Facebook, Google e WhatsApp assinaram uma nota conjunta no último dia 19 em que defendem mais debates em torno do tema. No texto, as empresas destacam o funcionamento remoto do Congresso como um impeditivo para que isso ocorra. As gigantes afirmam que o projeto se choca com o Marco Civil da Internet, aprovado em 2014, ao ampliar a quantidade de dados dos cidadão que ficarão retidos.  

“O relatório insiste e acentua problemas que poderão resultar em impacto desastroso e amplo sobre milhões de brasileiros e a economia do país. (…) Além de contrariar frontalmente a Lei Geral de Proteção de Dados (LGPD), o novo texto afronta também o Marco Civil da Internet (MCI).”

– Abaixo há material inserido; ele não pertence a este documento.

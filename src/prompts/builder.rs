//! Turns a task specification into a concrete prompt payload.

use regex::{Captures, Regex};
use serde::{Deserialize, Serialize};
use serde_json::{Map, Value};
use sha2::{Digest, Sha256};
use std::sync::{Arc, OnceLock};

use super::content::{template_for, OUTPUT_FORMAT_FOOTER, OUTPUT_FORMAT_HEADER};
use crate::error::{FieldViolation, PromptError};
use crate::llm::{GenerationRequest, Message};
use crate::pipeline::{ModelParams, TaskSpec};
use crate::schema::{Schema, SchemaRef, SchemaRegistry, TaskKind};

static PLACEHOLDER: OnceLock<Regex> = OnceLock::new();

fn placeholder_regex() -> &'static Regex {
    PLACEHOLDER.get_or_init(|| {
        Regex::new(r"\{([a-z_][a-z0-9_]*)\}").expect("Invalid regex for template placeholders")
    })
}

/// A fully rendered request for one attempt.
#[derive(Debug, Clone, PartialEq, Serialize, Deserialize)]
pub struct PromptPayload {
    pub kind: TaskKind,
    pub schema: SchemaRef,
    pub system: String,
    pub user: String,
    /// Resolved inputs (defaults applied) serialized as a JSON object.
    pub inputs: String,
    pub model_params: ModelParams,
}

impl PromptPayload {
    /// SHA-256 over everything that is sent to the model, hex encoded.
    pub fn fingerprint(&self) -> String {
        let mut hasher = Sha256::new();
        hasher.update(self.model_params.model.as_bytes());
        hasher.update([0u8]);
        hasher.update(self.system.as_bytes());
        hasher.update([0u8]);
        hasher.update(self.user.as_bytes());
        hasher.update([0u8]);
        hasher.update(self.model_params.temperature.to_le_bytes());
        hasher.update(self.model_params.max_tokens.to_le_bytes());
        if let Some(top_p) = self.model_params.top_p {
            hasher.update(top_p.to_le_bytes());
        }
        hex::encode(hasher.finalize())
    }

    /// Copy of this payload with a different sampling temperature.
    pub fn with_temperature(&self, temperature: f64) -> Self {
        let mut payload = self.clone();
        payload.model_params.temperature = temperature;
        payload
    }

    /// Copy of this payload that tells the model why its previous answer
    /// was rejected.
    pub fn with_feedback(&self, violations: &[FieldViolation]) -> Self {
        if violations.is_empty() {
            return self.clone();
        }
        let mut payload = self.clone();
        payload.user.push_str(
            "\n\n## PREVIOUS ATTEMPT REJECTED\n\nYour previous answer failed validation:\n",
        );
        for violation in violations {
            payload.user.push_str(&format!("- {}\n", violation));
        }
        payload
            .user
            .push_str("\nFix every listed problem and return the complete JSON object again.");
        payload
    }

    /// Converts the payload into a provider request.
    pub fn to_request(&self) -> GenerationRequest {
        let mut request = GenerationRequest::new(
            self.model_params.model.clone(),
            vec![
                Message::system(self.system.clone()),
                Message::user(self.user.clone()),
            ],
        )
        .with_temperature(self.model_params.temperature)
        .with_max_tokens(self.model_params.max_tokens);
        if let Some(top_p) = self.model_params.top_p {
            request = request.with_top_p(top_p);
        }
        request
    }
}

/// Builds prompt payloads from task specs using the schema registry.
#[derive(Debug, Clone)]
pub struct PromptBuilder {
    registry: Arc<SchemaRegistry>,
}

impl PromptBuilder {
    pub fn new(registry: Arc<SchemaRegistry>) -> Self {
        Self { registry }
    }

    /// Renders the payload for a task.
    ///
    /// Fails without side effects when required inputs are missing (absent,
    /// null or blank) or when inputs the schema does not declare are present.
    pub fn build(&self, task: &TaskSpec) -> Result<PromptPayload, PromptError> {
        let schema = self.registry.get(task.kind)?;
        let resolved = resolve_inputs(schema, task)?;

        let template = template_for(task.kind);
        let rendered = placeholder_regex().replace_all(template.user, |caps: &Captures| {
            match resolved.get(&caps[1]) {
                Some(value) => render_value(value),
                None => caps[0].to_string(),
            }
        });

        let skeleton = serde_json::to_string_pretty(&schema.skeleton())
            .unwrap_or_else(|_| schema.skeleton().to_string());
        let user = format!(
            "{}\n\n{}\n\nRespond with a single JSON object conforming to schema `{}`, \
             matching this skeleton:\n{}\n\nField requirements:\n{}\n\n{}",
            rendered.trim(),
            OUTPUT_FORMAT_HEADER,
            schema.schema_ref(),
            skeleton,
            schema.describe(),
            OUTPUT_FORMAT_FOOTER
        );

        Ok(PromptPayload {
            kind: task.kind,
            schema: schema.schema_ref(),
            system: template.system.to_string(),
            user,
            inputs: Value::Object(resolved).to_string(),
            model_params: task.model_params.clone(),
        })
    }
}

fn is_blank(value: &Value) -> bool {
    match value {
        Value::Null => true,
        Value::String(s) => s.trim().is_empty(),
        _ => false,
    }
}

fn resolve_inputs(schema: &Schema, task: &TaskSpec) -> Result<Map<String, Value>, PromptError> {
    let unknown: Vec<String> = task
        .inputs
        .keys()
        .filter(|name| schema.input(name).is_none())
        .cloned()
        .collect();

    let mut missing = Vec::new();
    let mut resolved = Map::new();
    for input in &schema.inputs {
        match task.inputs.get(&input.name) {
            Some(value) if !is_blank(value) => {
                resolved.insert(input.name.clone(), value.clone());
            }
            _ if input.required => missing.push(input.name.clone()),
            _ => {
                if let Some(default) = &input.default {
                    resolved.insert(input.name.clone(), default.clone());
                }
            }
        }
    }

    if !missing.is_empty() || !unknown.is_empty() {
        return Err(PromptError::InvalidTaskSpec {
            kind: task.kind.to_string(),
            missing,
            unknown,
        });
    }
    Ok(resolved)
}

fn render_value(value: &Value) -> String {
    match value {
        Value::String(s) => s.clone(),
        other => serde_json::to_string_pretty(other).unwrap_or_else(|_| other.to_string()),
    }
}

#[cfg(test)]
mod tests {
    use super::*;

    fn builder() -> PromptBuilder {
        PromptBuilder::new(Arc::new(SchemaRegistry::builtin().unwrap()))
    }

    #[test]
    fn test_build_background_discovery() {
        let task = TaskSpec::new(TaskKind::BackgroundDiscovery).with_input("topic", "Tidal energy");
        let payload = builder().build(&task).unwrap();

        assert_eq!(payload.kind, TaskKind::BackgroundDiscovery);
        assert_eq!(payload.schema.name, "background_brief");
        assert!(payload.user.contains("Topic: Tidal energy"));
        assert!(payload.user.contains("\"core_concepts\""));
        assert!(payload.user.contains("Output ONLY the JSON object"));
        assert!(payload.user.contains("schema `background_brief@1.0.0`"));
        assert!(payload.user.contains("- summary (string, required)"));
        assert_eq!(payload.inputs, r#"{"topic":"Tidal energy"}"#);
    }

    #[test]
    fn test_optional_inputs_use_defaults() {
        let task = TaskSpec::new(TaskKind::StructuralPlanning)
            .with_input("background_research", "Some research");
        let payload = builder().build(&task).unwrap();
        assert!(payload.user.contains("General audience with interest in the topic"));
        assert!(payload.user.contains("Article/Blog Post"));
        assert!(payload.inputs.contains("content_objectives"));
    }

    #[test]
    fn test_null_optional_input_uses_default() {
        let task = TaskSpec::new(TaskKind::StructuralPlanning)
            .with_input("background_research", "Some research")
            .with_input("content_type", Value::Null);
        let payload = builder().build(&task).unwrap();
        assert!(payload.user.contains("Article/Blog Post"));
    }

    #[test]
    fn test_missing_and_unknown_inputs() {
        let task = TaskSpec::new(TaskKind::DraftGeneration)
            .with_input("background_research", "   ")
            .with_input("tone", "witty");
        let err = builder().build(&task).unwrap_err();
        match err {
            PromptError::InvalidTaskSpec {
                missing, unknown, ..
            } => {
                assert_eq!(missing, vec!["background_research", "structural_plan"]);
                assert_eq!(unknown, vec!["tone"]);
            }
            other => panic!("unexpected error: {other:?}"),
        }
    }

    #[test]
    fn test_unknown_kind_propagates_registry_error() {
        let registry = SchemaRegistry::from_yaml_str(
            "- name: q\n  version: 1.0.0\n  kind: interest_discovery\n  fields:\n    - name: primary_question\n      type: string\n",
        )
        .unwrap();
        let builder = PromptBuilder::new(Arc::new(registry));
        let err = builder
            .build(&TaskSpec::new(TaskKind::BackgroundDiscovery).with_input("topic", "x"))
            .unwrap_err();
        assert!(matches!(err, PromptError::Registry(_)));
    }

    #[test]
    fn test_structured_inputs_render_as_json() {
        let task = TaskSpec::new(TaskKind::DraftGeneration)
            .with_input("background_research", serde_json::json!({"summary": "facts"}))
            .with_input("structural_plan", "plan");
        let payload = builder().build(&task).unwrap();
        assert!(payload.user.contains("\"summary\": \"facts\""));
    }

    #[test]
    fn test_input_text_with_braces_is_not_reexpanded() {
        let task = TaskSpec::new(TaskKind::StructuralPlanning)
            .with_input("background_research", "literal {target_audience} text");
        let payload = builder().build(&task).unwrap();
        assert!(payload.user.contains("literal {target_audience} text"));
    }

    #[test]
    fn test_fingerprint_is_stable_and_sensitive() {
        let task = TaskSpec::new(TaskKind::BackgroundDiscovery).with_input("topic", "Tides");
        let a = builder().build(&task).unwrap();
        let b = builder().build(&task).unwrap();
        assert_eq!(a.fingerprint(), b.fingerprint());
        assert_eq!(a.fingerprint().len(), 64);
        assert_ne!(a.fingerprint(), a.with_temperature(0.1).fingerprint());
    }

    #[test]
    fn test_with_feedback_lists_violations() {
        let task = TaskSpec::new(TaskKind::BackgroundDiscovery).with_input("topic", "Tides");
        let payload = builder().build(&task).unwrap();
        let retried =
            payload.with_feedback(&[FieldViolation::new("summary", "missing required field")]);
        assert!(retried.user.contains("PREVIOUS ATTEMPT REJECTED"));
        assert!(retried.user.contains("summary: missing required field"));
        assert_eq!(payload.with_feedback(&[]), payload);
    }

    #[test]
    fn test_to_request() {
        let task = TaskSpec::new(TaskKind::InterestDiscovery)
            .with_input("field_of_topic", "Nutrition")
            .with_input("keywords", "seed oils");
        let request = builder().build(&task).unwrap().to_request();
        assert_eq!(request.messages.len(), 2);
        assert_eq!(request.messages[0].role, "system");
        assert_eq!(request.messages[1].role, "user");
        assert_eq!(request.max_tokens, Some(4000));
        assert_eq!(request.temperature, Some(0.7));
        assert_eq!(request.top_p, None);
    }
}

Há ainda uma carta divulgada nesta quinta por 47 entidades, entre elas associações de jornalismo e organizações de direitos humanos, pedindo o adiamento da votação e mais debate sobre a proposta. O documento foi endossado por Google, Facebook e Twitter, e assinado pela Human Rights Watch (HRW) e pela Anistia Internacional. 

As entidades afirmam que o texto põem “em risco a privacidade e segurança de milhões de cidadãos” e que a lei pode “provocar um impacto desastroso e amplo para milhões de brasileiros e para a economia do país, afetando significativamente o acesso à rede e direitos fundamentais como a liberdade de expressão e a privacidade dos cidadãos e cidadãs na Internet”.